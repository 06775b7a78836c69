//! Card streak (higher or lower) implementation.
//!
//! One shuffled deck per round, drawn WITHOUT replacement. The player guesses whether the next
//! card ranks strictly higher or strictly lower than the current one:
//! - Ace (rank 1) is low, King (rank 13) is high
//! - Higher is invalid on a King, Lower is invalid on an Ace
//! - A tie is a miss
//!
//! Every correct guess advances the streak along [`STREAK_MULTIPLIERS`]. A miss ends the round
//! with the stake lost. The player may cash out at any time for the current multiplier; reaching
//! the end of the table cashes out automatically.

use arcade_types::{Guess, StreakStatus, StreakView};
use rust_decimal::Decimal;

use crate::cards::{rank, ACE, KING};
use crate::{GameError, GameRng};

/// Multiplier by streak length, in hundredths. Index 0 is the stake itself.
pub const STREAK_MULTIPLIERS: [u16; 12] = [
    100, 150, 200, 300, 450, 700, 1000, 1500, 2500, 4000, 6000, 10000,
];

/// Longest streak; reaching it cashes out.
pub const MAX_STREAK: u8 = (STREAK_MULTIPLIERS.len() - 1) as u8;

pub fn streak_multiplier(streak: u8) -> Decimal {
    let index = (streak as usize).min(STREAK_MULTIPLIERS.len() - 1);
    Decimal::new(STREAK_MULTIPLIERS[index] as i64, 2)
}

#[derive(Clone, Debug, PartialEq, Eq)]
pub struct CardStreak {
    deck: Vec<u8>,
    cards: Vec<u8>,
    streak: u8,
    status: StreakStatus,
}

impl CardStreak {
    /// Shuffle a fresh deck and deal the first card.
    pub fn deal(rng: &mut GameRng) -> Result<Self, GameError> {
        let mut deck = rng.create_deck();
        let first = deck.pop().ok_or(GameError::DeckExhausted)?;
        Ok(Self {
            deck,
            cards: vec![first],
            streak: 0,
            status: StreakStatus::Playing,
        })
    }

    pub fn current(&self) -> Option<u8> {
        self.cards.last().copied()
    }

    pub fn streak(&self) -> u8 {
        self.streak
    }

    pub fn status(&self) -> StreakStatus {
        self.status
    }

    pub fn is_finished(&self) -> bool {
        self.status != StreakStatus::Playing
    }

    /// Current payout multiplier; zero once busted.
    pub fn multiplier(&self) -> Decimal {
        match self.status {
            StreakStatus::Busted => Decimal::ZERO,
            _ => streak_multiplier(self.streak),
        }
    }

    /// Whether `guess` can be made on the current card.
    pub fn can_guess(&self, guess: Guess) -> bool {
        match (self.current().map(rank), guess) {
            (Some(KING), Guess::Higher) | (Some(ACE), Guess::Lower) | (None, _) => false,
            _ => self.status == StreakStatus::Playing,
        }
    }

    pub fn guess(&mut self, guess: Guess) -> Result<StreakStatus, GameError> {
        if self.is_finished() {
            return Err(GameError::GameAlreadyComplete);
        }
        let current = self.current().ok_or(GameError::DeckExhausted)?;
        if !self.can_guess(guess) {
            return Err(GameError::InvalidMove);
        }
        let next = self.deck.pop().ok_or(GameError::DeckExhausted)?;
        self.cards.push(next);

        let correct = match guess {
            Guess::Higher => rank(next) > rank(current), // Strictly higher
            Guess::Lower => rank(next) < rank(current),  // Strictly lower
        };
        if !correct {
            self.status = StreakStatus::Busted;
        } else {
            self.streak += 1;
            if self.streak >= MAX_STREAK {
                self.status = StreakStatus::CashedOut;
            }
        }
        Ok(self.status)
    }

    /// Take the current multiplier. At streak 0 this returns the stake.
    pub fn cash_out(&mut self) -> Result<Decimal, GameError> {
        if self.is_finished() {
            return Err(GameError::GameAlreadyComplete);
        }
        self.status = StreakStatus::CashedOut;
        Ok(self.multiplier())
    }

    pub fn view(&self) -> StreakView {
        StreakView {
            cards: self.cards.clone(),
            streak: self.streak,
            multiplier: self.multiplier(),
            status: self.status,
        }
    }

    #[cfg(test)]
    fn with_cards(cards: Vec<u8>, deck: Vec<u8>) -> Self {
        Self {
            deck,
            cards,
            streak: 0,
            status: StreakStatus::Playing,
        }
    }
}

#[cfg(test)]
mod tests {
    use super::*;

    // Cards: rank = card % 13 + 1, so 0 = Ace, 6 = Seven, 12 = King.
    const ACE_OF_SPADES: u8 = 0;
    const SEVEN_OF_SPADES: u8 = 6;
    const SEVEN_OF_HEARTS: u8 = 19;
    const NINE_OF_SPADES: u8 = 8;
    const KING_OF_SPADES: u8 = 12;

    #[test]
    fn test_deal() {
        let mut rng = GameRng::new(b"streak", 0);
        let game = CardStreak::deal(&mut rng).unwrap();
        assert_eq!(game.cards.len(), 1);
        assert_eq!(game.deck.len(), 51);
        assert!(!game.deck.contains(&game.current().unwrap()));
        assert_eq!(game.status(), StreakStatus::Playing);
        assert_eq!(game.multiplier(), Decimal::ONE);
    }

    #[test]
    fn test_cannot_guess_higher_than_king() {
        let mut game = CardStreak::with_cards(vec![KING_OF_SPADES], vec![ACE_OF_SPADES]);
        assert_eq!(game.guess(Guess::Higher), Err(GameError::InvalidMove));
        // Nothing was drawn
        assert_eq!(game.cards, vec![KING_OF_SPADES]);
    }

    #[test]
    fn test_cannot_guess_lower_than_ace() {
        let mut game = CardStreak::with_cards(vec![ACE_OF_SPADES], vec![KING_OF_SPADES]);
        assert_eq!(game.guess(Guess::Lower), Err(GameError::InvalidMove));
    }

    #[test]
    fn test_correct_guess_advances_streak() {
        let mut game = CardStreak::with_cards(vec![SEVEN_OF_SPADES], vec![NINE_OF_SPADES]);
        assert_eq!(game.guess(Guess::Higher), Ok(StreakStatus::Playing));
        assert_eq!(game.streak(), 1);
        assert_eq!(game.multiplier(), Decimal::new(150, 2));
        assert_eq!(game.current(), Some(NINE_OF_SPADES));
    }

    #[test]
    fn test_tie_is_a_miss() {
        let mut game = CardStreak::with_cards(vec![SEVEN_OF_SPADES], vec![SEVEN_OF_HEARTS]);
        assert_eq!(game.guess(Guess::Higher), Ok(StreakStatus::Busted));
        assert_eq!(game.multiplier(), Decimal::ZERO);
        assert_eq!(game.guess(Guess::Lower), Err(GameError::GameAlreadyComplete));
        assert_eq!(game.cash_out(), Err(GameError::GameAlreadyComplete));
    }

    #[test]
    fn test_cash_out_at_zero_returns_stake() {
        let mut rng = GameRng::new(b"cashout", 0);
        let mut game = CardStreak::deal(&mut rng).unwrap();
        assert_eq!(game.cash_out(), Ok(Decimal::ONE));
        assert_eq!(game.status(), StreakStatus::CashedOut);
    }

    #[test]
    fn test_max_streak_cashes_out() {
        // Alternate Ace and King so that every guess is correct.
        let mut deck = Vec::new();
        for i in 0..MAX_STREAK {
            deck.push(if i % 2 == 0 { KING_OF_SPADES + 13 } else { ACE_OF_SPADES + 13 });
        }
        deck.reverse();
        let mut game = CardStreak::with_cards(vec![ACE_OF_SPADES], deck);
        for i in 0..MAX_STREAK {
            let guess = if i % 2 == 0 { Guess::Higher } else { Guess::Lower };
            game.guess(guess).unwrap();
        }
        assert_eq!(game.status(), StreakStatus::CashedOut);
        assert_eq!(game.multiplier(), Decimal::new(10000, 2));
    }

    #[test]
    fn test_replay_from_seed() {
        let play = |seed: &[u8]| {
            let mut game = CardStreak::deal(&mut GameRng::new(seed, 0)).unwrap();
            while !game.is_finished() {
                let guess = if game.current().map(rank).unwrap_or(ACE) <= 7 {
                    Guess::Higher
                } else {
                    Guess::Lower
                };
                game.guess(guess).unwrap();
            }
            game.view()
        };
        assert_eq!(play(b"replay"), play(b"replay"));
    }
}
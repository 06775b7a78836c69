//! Canonical round engine.
//!
//! A round is opened from its reveal and settles to a result and multiplier. Everything the
//! engine does is a function of the game, its parameters, the reveal, and (for the card streak)
//! the player's guesses, so a settled round can be replayed by anyone holding the reveal.

use arcade_types::{GameKind, GameParams, Guess, PegDrop, RoundResult, RoundView, TargetDraw};
use rust_decimal::Decimal;

use crate::{multiplier_target, peg_board, CardStreak, GameError, GameRng};

/// RNG stream used for a round's outcome.
const OUTCOME_STREAM: u64 = 0;

#[derive(Clone, Debug)]
pub enum RoundEngine {
    PegBoard(PegDrop),
    MultiplierTarget(TargetDraw),
    CardStreak(CardStreak),
}

/// Final result and multiplier of a round.
#[derive(Clone, Copy, Debug, PartialEq, Eq)]
pub struct Settled {
    pub result: RoundResult,
    pub multiplier: Decimal,
}

impl Settled {
    /// Total return for `bet` (stake included).
    pub fn payout(&self, bet: Decimal) -> Result<Decimal, GameError> {
        bet.checked_mul(self.multiplier).ok_or(GameError::Overflow)
    }
}

impl RoundEngine {
    /// Check that `params` carry what `game` needs.
    pub fn validate(game: GameKind, params: &GameParams) -> Result<(), GameError> {
        match game {
            GameKind::PegBoard => {
                peg_board::validate_rows(params.rows.ok_or(GameError::MissingParameter("rows"))?)
            }
            GameKind::MultiplierTarget => multiplier_target::validate_target(
                params.target.ok_or(GameError::MissingParameter("target"))?,
            ),
            GameKind::CardStreak => Ok(()),
        }
    }

    /// Open a round from its reveal.
    pub fn open(game: GameKind, params: &GameParams, reveal: &[u8]) -> Result<Self, GameError> {
        Self::validate(game, params)?;
        let mut rng = GameRng::new(reveal, OUTCOME_STREAM);
        match game {
            GameKind::PegBoard => {
                let rows = params.rows.ok_or(GameError::MissingParameter("rows"))?;
                Ok(Self::PegBoard(peg_board::canonical_drop(rows, &mut rng)?))
            }
            GameKind::MultiplierTarget => {
                let target = params.target.ok_or(GameError::MissingParameter("target"))?;
                Ok(Self::MultiplierTarget(multiplier_target::draw(target, &mut rng)?))
            }
            GameKind::CardStreak => Ok(Self::CardStreak(CardStreak::deal(&mut rng)?)),
        }
    }

    pub fn kind(&self) -> GameKind {
        match self {
            Self::PegBoard(_) => GameKind::PegBoard,
            Self::MultiplierTarget(_) => GameKind::MultiplierTarget,
            Self::CardStreak(_) => GameKind::CardStreak,
        }
    }

    pub fn view(&self) -> RoundView {
        match self {
            Self::PegBoard(drop) => RoundView::PegBoard(drop.clone()),
            Self::MultiplierTarget(draw) => RoundView::MultiplierTarget(draw.clone()),
            Self::CardStreak(streak) => RoundView::CardStreak(streak.view()),
        }
    }

    /// Peg and target rounds are decided when opened; a card streak once busted or cashed out.
    pub fn is_finished(&self) -> bool {
        match self {
            Self::CardStreak(streak) => streak.is_finished(),
            _ => true,
        }
    }

    pub fn guess(&mut self, guess: Guess) -> Result<RoundView, GameError> {
        match self {
            Self::CardStreak(streak) => {
                streak.guess(guess)?;
                Ok(RoundView::CardStreak(streak.view()))
            }
            _ => Err(GameError::UnsupportedMove),
        }
    }

    /// Settle the round. A card streak still in play cashes out at its current streak.
    pub fn settle(&mut self) -> Settled {
        match self {
            Self::PegBoard(drop) => Settled {
                result: if drop.multiplier > Decimal::ONE {
                    RoundResult::Win
                } else {
                    RoundResult::Loss
                },
                multiplier: drop.multiplier,
            },
            Self::MultiplierTarget(draw) if draw.won => Settled {
                result: RoundResult::Win,
                multiplier: draw.target,
            },
            Self::MultiplierTarget(_) => Settled {
                result: RoundResult::Loss,
                multiplier: Decimal::ZERO,
            },
            Self::CardStreak(streak) => {
                if !streak.is_finished() {
                    // Cannot fail on a round still in play
                    let _ = streak.cash_out();
                }
                if streak.multiplier().is_zero() {
                    Settled {
                        result: RoundResult::Loss,
                        multiplier: Decimal::ZERO,
                    }
                } else {
                    Settled {
                        result: RoundResult::Cashout,
                        multiplier: streak.multiplier(),
                    }
                }
            }
        }
    }
}

#[cfg(test)]
mod tests {
    use super::*;
    use crate::{compute_commit, derive_reveal, verify_commit_reveal};
    use arcade_types::StreakStatus;

    fn reveal(label: &str) -> [u8; 32] {
        derive_reveal(b"house-secret", label.as_bytes())
    }

    #[test]
    fn test_validate_requires_params() {
        assert_eq!(
            RoundEngine::validate(GameKind::PegBoard, &GameParams::default()),
            Err(GameError::MissingParameter("rows"))
        );
        assert_eq!(
            RoundEngine::validate(GameKind::MultiplierTarget, &GameParams::default()),
            Err(GameError::MissingParameter("target"))
        );
        assert!(RoundEngine::validate(GameKind::CardStreak, &GameParams::default()).is_ok());
        assert_eq!(
            RoundEngine::validate(GameKind::PegBoard, &GameParams::rows(7)),
            Err(GameError::InvalidRows(7))
        );
    }

    #[test]
    fn test_replay_from_reveal() {
        let reveal = reveal("auth-1");
        let commit = compute_commit(&reveal);
        for (game, params) in [
            (GameKind::PegBoard, GameParams::rows(12)),
            (GameKind::MultiplierTarget, GameParams::target(Decimal::new(150, 2))),
            (GameKind::CardStreak, GameParams::default()),
        ] {
            let a = RoundEngine::open(game, &params, &reveal).unwrap();
            let b = RoundEngine::open(game, &params, &reveal).unwrap();
            assert_eq!(a.view(), b.view());
            assert_eq!(a.kind(), game);
            assert!(verify_commit_reveal(&commit, &reveal));
        }
    }

    #[test]
    fn test_peg_settlement_pays_slot_multiplier() {
        for i in 0..50 {
            let mut engine =
                RoundEngine::open(GameKind::PegBoard, &GameParams::rows(8), &reveal(&i.to_string()))
                    .unwrap();
            let RoundView::PegBoard(drop) = engine.view() else {
                panic!("expected peg board view");
            };
            let settled = engine.settle();
            assert_eq!(settled.multiplier, drop.multiplier);
            assert_eq!(settled.result == RoundResult::Win, drop.multiplier > Decimal::ONE);
            assert_eq!(
                settled.payout(Decimal::new(10, 0)).unwrap(),
                Decimal::new(10, 0) * drop.multiplier
            );
        }
    }

    #[test]
    fn test_target_settlement() {
        for i in 0..50 {
            let mut engine = RoundEngine::open(
                GameKind::MultiplierTarget,
                &GameParams::target(Decimal::new(200, 2)),
                &reveal(&i.to_string()),
            )
            .unwrap();
            let RoundView::MultiplierTarget(draw) = engine.view() else {
                panic!("expected target view");
            };
            let settled = engine.settle();
            if draw.won {
                assert_eq!(settled.result, RoundResult::Win);
                assert_eq!(settled.payout(Decimal::ONE).unwrap(), Decimal::new(200, 2));
            } else {
                assert_eq!(settled.result, RoundResult::Loss);
                assert!(settled.payout(Decimal::ONE).unwrap().is_zero());
            }
        }
    }

    #[test]
    fn test_streak_in_play_cashes_out_on_settle() {
        let mut engine =
            RoundEngine::open(GameKind::CardStreak, &GameParams::default(), &reveal("streak"))
                .unwrap();
        assert!(!engine.is_finished());
        let settled = engine.settle();
        assert_eq!(settled.result, RoundResult::Cashout);
        assert_eq!(settled.multiplier, Decimal::ONE);
        let RoundView::CardStreak(view) = engine.view() else {
            panic!("expected streak view");
        };
        assert_eq!(view.status, StreakStatus::CashedOut);
    }

    #[test]
    fn test_guess_only_for_streak() {
        let mut engine =
            RoundEngine::open(GameKind::PegBoard, &GameParams::rows(16), &reveal("peg")).unwrap();
        assert_eq!(engine.guess(Guess::Higher), Err(GameError::UnsupportedMove));
    }
}
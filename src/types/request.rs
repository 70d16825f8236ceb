//! Request and response values passed through the dispatcher

use reqwest::Method;
use reqwest::header::HeaderMap;
use serde::de::DeserializeOwned;

use crate::utils::build_form_data;

/// Body of an [`ApiRequest`]
#[derive(Debug, Clone, Default, PartialEq)]
pub enum RequestBody {
    /// No body
    #[default]
    Empty,
    /// JSON body
    Json(serde_json::Value),
    /// `application/x-www-form-urlencoded` fields
    Form(Vec<(String, String)>),
}

/// A request against the Coursemology API, independent of any access token.
///
/// Paths starting with `/` are taken from the host root; other paths are
/// joined to the host as-is.
///
/// ```
/// use coursemology_sdk::ApiRequest;
///
/// let request = ApiRequest::get("/courses/42/assessments").query("category", "7");
/// assert!(!request.is_mutating());
/// ```
#[derive(Debug, Clone, PartialEq)]
pub struct ApiRequest {
    /// HTTP method
    pub method: Method,
    /// Path relative to the host
    pub path: String,
    /// Query parameters
    pub query: Vec<(String, String)>,
    /// Extra headers
    pub headers: Vec<(String, String)>,
    /// Request body
    pub body: RequestBody,
}

impl ApiRequest {
    /// Create a request with the given method and path
    pub fn new(method: Method, path: impl Into<String>) -> Self {
        Self {
            method,
            path: path.into(),
            query: Vec::new(),
            headers: Vec::new(),
            body: RequestBody::Empty,
        }
    }

    /// GET request
    pub fn get(path: impl Into<String>) -> Self {
        Self::new(Method::GET, path)
    }

    /// POST request
    pub fn post(path: impl Into<String>) -> Self {
        Self::new(Method::POST, path)
    }

    /// PATCH request
    pub fn patch(path: impl Into<String>) -> Self {
        Self::new(Method::PATCH, path)
    }

    /// PUT request
    pub fn put(path: impl Into<String>) -> Self {
        Self::new(Method::PUT, path)
    }

    /// DELETE request
    pub fn delete(path: impl Into<String>) -> Self {
        Self::new(Method::DELETE, path)
    }

    /// Add a query parameter
    #[must_use]
    pub fn query(mut self, key: impl Into<String>, value: impl Into<String>) -> Self {
        self.query.push((key.into(), value.into()));
        self
    }

    /// Add a header
    #[must_use]
    pub fn header(mut self, name: impl Into<String>, value: impl Into<String>) -> Self {
        self.headers.push((name.into(), value.into()));
        self
    }

    /// Set a JSON body
    #[must_use]
    pub fn json(mut self, body: serde_json::Value) -> Self {
        self.body = RequestBody::Json(body);
        self
    }

    /// Set form fields as the body
    #[must_use]
    pub fn form(mut self, fields: Vec<(String, String)>) -> Self {
        self.body = RequestBody::Form(fields);
        self
    }

    /// Set a Rails nested-attribute form body built from `data` under `root_key`
    #[must_use]
    pub fn rails_form(self, root_key: &str, data: &serde_json::Value) -> Self {
        self.form(build_form_data(data, root_key))
    }

    /// Whether the request changes server state (and so needs a CSRF token)
    #[must_use]
    pub fn is_mutating(&self) -> bool {
        matches!(
            self.method,
            Method::POST | Method::PATCH | Method::PUT | Method::DELETE
        )
    }

    /// Whether a header with this name was set (case-insensitive)
    #[must_use]
    pub fn has_header(&self, name: &str) -> bool {
        self.headers.iter().any(|(k, _)| k.eq_ignore_ascii_case(name))
    }

    /// Whether a query parameter with this key was set
    #[must_use]
    pub fn has_query(&self, key: &str) -> bool {
        self.query.iter().any(|(k, _)| k == key)
    }
}

/// A fully-read HTTP response
#[derive(Debug, Clone)]
pub struct ApiResponse {
    /// HTTP status code
    pub status: u16,
    /// Response headers
    pub headers: HeaderMap,
    /// Raw body
    pub body: Vec<u8>,
}

impl ApiResponse {
    /// Create a response from its parts
    #[must_use]
    pub fn new(status: u16, headers: HeaderMap, body: Vec<u8>) -> Self {
        Self {
            status,
            headers,
            body,
        }
    }

    /// 2xx status
    #[must_use]
    pub fn is_success(&self) -> bool {
        (200..300).contains(&self.status)
    }

    /// 401 status
    #[must_use]
    pub fn is_unauthorized(&self) -> bool {
        self.status == 401
    }

    /// Body decoded as UTF-8, lossily
    #[must_use]
    pub fn text(&self) -> String {
        String::from_utf8_lossy(&self.body).into_owned()
    }

    /// Body parsed as JSON
    ///
    /// # Errors
    ///
    /// Returns the `serde_json` error if the body is not valid JSON for `T`.
    pub fn json<T: DeserializeOwned>(&self) -> Result<T, serde_json::Error> {
        serde_json::from_slice(&self.body)
    }

    /// Header value as a string, if present and valid
    #[must_use]
    pub fn header(&self, name: &str) -> Option<&str> {
        self.headers.get(name).and_then(|v| v.to_str().ok())
    }
}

-------

### [What to do]
An exact copy of the lines above between the line holding "self.body = RequestBody::Json(body);" and the line holding "pub fn has_query(&self, key: &str)", inclusive, is the whole answer.

### [Completed exercise]
        self.body = RequestBody::Json(body);
        self
    }

    /// Set form fields as the body
    #[must_use]
    pub fn form(mut self, fields: Vec<(String, String)>) -> Self {
        self.body = RequestBody::Form(fields);
        self
    }

    /// Set a Rails nested-attribute form body built from `data` under `root_key`
    #[must_use]
    pub fn rails_form(self, root_key: &str, data: &serde_json::Value) -> Self {
        self.form(build_form_data(data, root_key))
    }

    /// Whether the request changes server state (and so needs a CSRF token)
    #[must_use]
    pub fn is_mutating(&self) -> bool {
        matches!(
            self.method,
            Method::POST | Method::PATCH | Method::PUT | Method::DELETE
        )
    }

    /// Whether a header with this name was set (case-insensitive)
    #[must_use]
    pub fn has_header(&self, name: &str) -> bool {
        self.headers.iter().any(|(k, _)| k.eq_ignore_ascii_case(name))
    }

    /// Whether a query parameter with this key was set
    #[must_use]
    pub fn has_query(&self, key: &str) -> bool {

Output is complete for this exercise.